● **Aim of the task**
Where the records below show a line containing "Fold the items", start copying; end with the line containing "a collection combinator.", and copy it too.

Stored data entries:
Segment Open

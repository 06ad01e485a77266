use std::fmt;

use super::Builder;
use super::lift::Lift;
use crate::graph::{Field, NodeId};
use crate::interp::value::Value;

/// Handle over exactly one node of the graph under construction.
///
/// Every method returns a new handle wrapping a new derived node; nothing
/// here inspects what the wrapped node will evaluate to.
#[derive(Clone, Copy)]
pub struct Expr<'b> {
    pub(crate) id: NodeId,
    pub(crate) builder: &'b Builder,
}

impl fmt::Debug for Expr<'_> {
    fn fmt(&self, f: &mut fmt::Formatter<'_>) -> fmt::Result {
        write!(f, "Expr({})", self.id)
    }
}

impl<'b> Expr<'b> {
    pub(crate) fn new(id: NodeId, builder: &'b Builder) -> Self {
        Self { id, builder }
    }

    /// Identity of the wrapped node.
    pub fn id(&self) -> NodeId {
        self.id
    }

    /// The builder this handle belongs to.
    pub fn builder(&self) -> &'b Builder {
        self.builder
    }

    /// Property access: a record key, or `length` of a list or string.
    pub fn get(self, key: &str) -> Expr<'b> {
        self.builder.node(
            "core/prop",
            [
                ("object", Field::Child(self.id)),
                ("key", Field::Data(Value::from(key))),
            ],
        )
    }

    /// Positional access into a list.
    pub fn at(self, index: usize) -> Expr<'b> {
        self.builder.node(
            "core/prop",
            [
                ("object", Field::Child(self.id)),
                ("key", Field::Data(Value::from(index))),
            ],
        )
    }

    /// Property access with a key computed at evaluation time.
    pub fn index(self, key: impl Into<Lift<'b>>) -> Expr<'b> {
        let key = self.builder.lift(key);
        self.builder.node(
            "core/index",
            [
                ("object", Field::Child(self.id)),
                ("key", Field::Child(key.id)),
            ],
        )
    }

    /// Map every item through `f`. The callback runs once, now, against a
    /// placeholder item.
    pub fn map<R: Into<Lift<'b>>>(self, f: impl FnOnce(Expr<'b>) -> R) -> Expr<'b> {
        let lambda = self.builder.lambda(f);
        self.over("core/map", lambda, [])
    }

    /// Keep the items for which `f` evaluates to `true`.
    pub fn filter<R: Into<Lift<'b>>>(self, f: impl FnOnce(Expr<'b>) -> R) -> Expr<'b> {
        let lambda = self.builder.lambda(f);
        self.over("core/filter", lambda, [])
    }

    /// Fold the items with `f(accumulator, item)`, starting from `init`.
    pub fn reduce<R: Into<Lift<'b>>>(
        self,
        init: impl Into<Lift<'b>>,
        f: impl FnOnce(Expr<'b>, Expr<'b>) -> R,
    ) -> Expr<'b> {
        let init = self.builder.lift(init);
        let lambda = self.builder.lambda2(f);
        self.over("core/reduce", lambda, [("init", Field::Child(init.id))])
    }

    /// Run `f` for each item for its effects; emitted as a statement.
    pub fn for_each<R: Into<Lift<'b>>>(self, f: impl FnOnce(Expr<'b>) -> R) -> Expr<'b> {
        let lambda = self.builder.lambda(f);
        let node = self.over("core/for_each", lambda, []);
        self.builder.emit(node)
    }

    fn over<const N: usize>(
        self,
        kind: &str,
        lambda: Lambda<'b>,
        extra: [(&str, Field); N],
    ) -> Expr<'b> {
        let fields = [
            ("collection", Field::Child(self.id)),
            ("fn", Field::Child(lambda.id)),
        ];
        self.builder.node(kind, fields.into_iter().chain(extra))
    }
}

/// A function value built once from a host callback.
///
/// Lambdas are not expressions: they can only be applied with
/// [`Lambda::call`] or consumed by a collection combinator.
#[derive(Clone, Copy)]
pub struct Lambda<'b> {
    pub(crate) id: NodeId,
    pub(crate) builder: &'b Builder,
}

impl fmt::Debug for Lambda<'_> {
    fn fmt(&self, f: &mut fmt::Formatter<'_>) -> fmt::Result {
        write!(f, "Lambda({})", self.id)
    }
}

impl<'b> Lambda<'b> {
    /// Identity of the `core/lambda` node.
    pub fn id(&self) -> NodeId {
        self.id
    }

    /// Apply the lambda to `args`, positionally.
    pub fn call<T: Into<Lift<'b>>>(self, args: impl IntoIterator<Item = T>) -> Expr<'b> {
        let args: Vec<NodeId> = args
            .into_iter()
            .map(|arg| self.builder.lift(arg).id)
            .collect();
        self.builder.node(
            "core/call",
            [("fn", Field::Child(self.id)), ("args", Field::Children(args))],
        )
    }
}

Segment Closed
Segment Open

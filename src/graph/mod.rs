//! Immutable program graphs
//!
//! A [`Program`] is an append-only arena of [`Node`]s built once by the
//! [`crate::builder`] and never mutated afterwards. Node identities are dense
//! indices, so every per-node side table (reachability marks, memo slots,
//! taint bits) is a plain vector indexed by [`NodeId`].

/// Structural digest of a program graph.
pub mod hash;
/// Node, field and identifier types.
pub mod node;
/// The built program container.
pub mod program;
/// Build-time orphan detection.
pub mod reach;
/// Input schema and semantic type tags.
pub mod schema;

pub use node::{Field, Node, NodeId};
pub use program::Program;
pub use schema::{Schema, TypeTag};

Segment Closed
Segment Open

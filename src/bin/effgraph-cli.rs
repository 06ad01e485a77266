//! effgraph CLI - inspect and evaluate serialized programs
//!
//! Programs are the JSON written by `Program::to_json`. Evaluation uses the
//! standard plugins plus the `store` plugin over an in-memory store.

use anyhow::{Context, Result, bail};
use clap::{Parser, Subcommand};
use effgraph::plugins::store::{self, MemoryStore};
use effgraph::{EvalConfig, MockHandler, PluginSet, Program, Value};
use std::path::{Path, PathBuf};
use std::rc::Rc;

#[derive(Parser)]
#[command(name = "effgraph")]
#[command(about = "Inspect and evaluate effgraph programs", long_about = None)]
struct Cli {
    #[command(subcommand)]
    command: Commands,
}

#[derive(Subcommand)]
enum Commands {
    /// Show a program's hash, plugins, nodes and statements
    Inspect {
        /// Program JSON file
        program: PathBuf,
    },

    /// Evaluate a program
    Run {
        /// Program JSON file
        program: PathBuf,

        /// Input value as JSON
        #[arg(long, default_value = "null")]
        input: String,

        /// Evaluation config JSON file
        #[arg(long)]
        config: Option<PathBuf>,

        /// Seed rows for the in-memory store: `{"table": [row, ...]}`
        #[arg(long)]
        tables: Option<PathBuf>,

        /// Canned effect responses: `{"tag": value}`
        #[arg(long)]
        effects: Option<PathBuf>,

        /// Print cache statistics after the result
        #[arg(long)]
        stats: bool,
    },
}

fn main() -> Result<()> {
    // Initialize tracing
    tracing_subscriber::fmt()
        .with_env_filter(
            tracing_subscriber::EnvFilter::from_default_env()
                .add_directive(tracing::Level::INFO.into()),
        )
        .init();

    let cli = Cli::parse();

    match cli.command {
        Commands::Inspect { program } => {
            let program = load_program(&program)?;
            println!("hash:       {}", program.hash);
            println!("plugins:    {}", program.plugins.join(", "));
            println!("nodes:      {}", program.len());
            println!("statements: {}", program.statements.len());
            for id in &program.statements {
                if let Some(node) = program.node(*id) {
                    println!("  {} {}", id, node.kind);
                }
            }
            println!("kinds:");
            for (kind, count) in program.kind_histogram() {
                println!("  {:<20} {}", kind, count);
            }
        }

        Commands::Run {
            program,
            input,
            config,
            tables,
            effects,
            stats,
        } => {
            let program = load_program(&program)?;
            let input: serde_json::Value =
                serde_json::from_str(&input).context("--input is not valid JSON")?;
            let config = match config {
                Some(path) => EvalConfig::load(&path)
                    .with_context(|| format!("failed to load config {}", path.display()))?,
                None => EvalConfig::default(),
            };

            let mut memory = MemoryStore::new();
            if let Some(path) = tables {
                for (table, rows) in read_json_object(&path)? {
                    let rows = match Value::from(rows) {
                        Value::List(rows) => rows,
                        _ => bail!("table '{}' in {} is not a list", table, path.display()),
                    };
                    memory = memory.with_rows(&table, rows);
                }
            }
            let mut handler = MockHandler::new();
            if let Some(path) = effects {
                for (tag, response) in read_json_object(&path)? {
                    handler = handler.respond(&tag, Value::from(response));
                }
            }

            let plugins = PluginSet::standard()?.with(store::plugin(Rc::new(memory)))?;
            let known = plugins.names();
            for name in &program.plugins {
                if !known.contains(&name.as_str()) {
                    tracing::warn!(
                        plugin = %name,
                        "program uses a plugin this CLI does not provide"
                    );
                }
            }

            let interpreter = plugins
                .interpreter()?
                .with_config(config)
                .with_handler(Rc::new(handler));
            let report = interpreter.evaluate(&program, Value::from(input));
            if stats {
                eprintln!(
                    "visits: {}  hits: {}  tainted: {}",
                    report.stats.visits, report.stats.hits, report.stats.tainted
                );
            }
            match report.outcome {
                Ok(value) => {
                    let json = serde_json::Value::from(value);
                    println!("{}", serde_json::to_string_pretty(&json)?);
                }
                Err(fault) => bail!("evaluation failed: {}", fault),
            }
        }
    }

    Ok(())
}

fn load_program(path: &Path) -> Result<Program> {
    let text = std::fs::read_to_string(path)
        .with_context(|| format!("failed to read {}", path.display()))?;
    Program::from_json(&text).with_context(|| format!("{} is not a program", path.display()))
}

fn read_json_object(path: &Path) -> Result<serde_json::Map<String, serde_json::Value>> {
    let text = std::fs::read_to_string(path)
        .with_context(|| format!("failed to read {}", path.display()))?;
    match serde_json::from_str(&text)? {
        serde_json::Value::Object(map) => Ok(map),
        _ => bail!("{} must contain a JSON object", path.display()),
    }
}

Segment Closed

● **Task output**
    /// Fold the items with `f(accumulator, item)`, starting from `init`.
    pub fn reduce<R: Into<Lift<'b>>>(
        self,
        init: impl Into<Lift<'b>>,
        f: impl FnOnce(Expr<'b>, Expr<'b>) -> R,
    ) -> Expr<'b> {
        let init = self.builder.lift(init);
        let lambda = self.builder.lambda2(f);
        self.over("core/reduce", lambda, [("init", Field::Child(init.id))])
    }

    /// Run `f` for each item for its effects; emitted as a statement.
    pub fn for_each<R: Into<Lift<'b>>>(self, f: impl FnOnce(Expr<'b>) -> R) -> Expr<'b> {
        let lambda = self.builder.lambda(f);
        let node = self.over("core/for_each", lambda, []);
        self.builder.emit(node)
    }

    fn over<const N: usize>(
        self,
        kind: &str,
        lambda: Lambda<'b>,
        extra: [(&str, Field); N],
    ) -> Expr<'b> {
        let fields = [
            ("collection", Field::Child(self.id)),
            ("fn", Field::Child(lambda.id)),
        ];
        self.builder.node(kind, fields.into_iter().chain(extra))
    }
}

/// A function value built once from a host callback.
///
/// Lambdas are not expressions: they can only be applied with
/// [`Lambda::call`] or consumed by a collection combinator.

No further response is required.